Segment Start: INPUT
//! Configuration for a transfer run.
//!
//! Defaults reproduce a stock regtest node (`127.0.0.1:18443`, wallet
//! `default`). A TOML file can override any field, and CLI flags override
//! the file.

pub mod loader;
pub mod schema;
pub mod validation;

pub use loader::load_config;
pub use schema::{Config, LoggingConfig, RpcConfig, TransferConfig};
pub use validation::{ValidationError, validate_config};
Segment End: INPUT
Each line above must be reproduced exactly as it stands.

//! Configuration for a transfer run.
//!
//! Defaults reproduce a stock regtest node (`127.0.0.1:18443`, wallet
//! `default`). A TOML file can override any field, and CLI flags override
//! the file.

pub mod loader;
pub mod schema;
pub mod validation;

pub use loader::load_config;
pub use schema::{Config, LoggingConfig, RpcConfig, TransferConfig};
pub use validation::{ValidationError, validate_config};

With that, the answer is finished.